A cinco años del crimen que conmocionó al país, Lucas Pertossi decidió alejarse de la postura unificada que el grupo de rugbiers mantuvo durante todo el proceso judicial. En una entrevista exclusiva con Mauro Szeta para América TV, que se emitirá este domingo a las 22:00, el joven expresó su disconformidad con el manejo de su defensa técnica. Según sus palabras, la estrategia de ir “todos juntos” terminó perjudicando a quienes, como él, sostienen haber tenido un rol menor en el episodio de Villa Gesell.
Durante el adelanto de la charla, Pertossi fue tajante al despegarse de la autoría material de los golpes mortales. “Yo nunca lo toqué, pero nadie lo dijo”, afirmó, intentando diferenciar su situación de la de aquellos compañeros que recibieron prisión perpetua. El joven, que actualmente cumple una pena de 15 años como partícipe secundario, insistió en que no existió una organización previa para terminar con la vida de Fernando, definiendo el hecho como una “pelea que terminó en tragedia”.
En un ejercicio de introspección, el detenido admitió que el grupo solía involucrarse en altercados físicos, aunque hizo una salvedad sobre su comportamiento habitual. “Yo no me peleaba. Lamentablemente, cosa de lo que también me arrepiento, me dedicaba a grabar”, confesó. Esta declaración coincide con la línea que intenta imponer su nuevo abogado, Ignacio Nolfi, quien presentó un recurso ante la Corte Suprema para anular la sentencia argumentando una “indefensión manifiesta” durante el juicio previo.
La defensa de Pertossi sostiene que su anterior letrado, Hugo Tomei, no pudo garantizar una estrategia diferenciada al representar simultáneamente a acusados con intereses contrapuestos. Para Nolfi, el rol de su cliente fue “secundario y periférico”, limitado a filmar el inicio de la secuencia y a un cruce menor con un tercero ajeno a la víctima.

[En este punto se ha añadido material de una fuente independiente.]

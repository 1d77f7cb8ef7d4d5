mod candle_repository;
mod prediction_repository;
mod training_repository;

pub use candle_repository::SqliteCandleRepository;
pub use prediction_repository::SqlitePredictionRepository;
pub use training_repository::SqliteTrainingRepository;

Además, aseguran que las cámaras de seguridad demuestran una “desvinculación temporal”, ya que se habría retirado antes del desenlace fatal.
Pertossi también recordó el impacto emocional de la detención en enero de 2020. Relató que el momento en que la policía les informó la gravedad de lo ocurrido fue un quiebre absoluto. “Cuando dijo ‘ustedes mataron a un pibe’, se me cayó el mundo entero”, rememoró desde el penal, reflejando el inicio del proceso que lo mantiene privado de su libertad junto a los otros siete condenados por el asesinato frente al boliche Le Brique.
Actualmente, el mapa de condenas divide al grupo en dos escalas: Máximo Thomsen, Ciro Pertossi, Enzo Comelli, Matías Benicelli y Luciano Pertossi cumplen cadena perpetua como coautores. En tanto, Ayrton Viollaz, Blas Cinalli y Lucas Pertossi fueron sentenciados a 15 años. Con esta aparición pública, Lucas se convierte en otro de los integrantes del grupo en romper el pacto de silencio, buscando que la Justicia revise su grado de responsabilidad en una causa que ya está en su etapa final de apelaciones.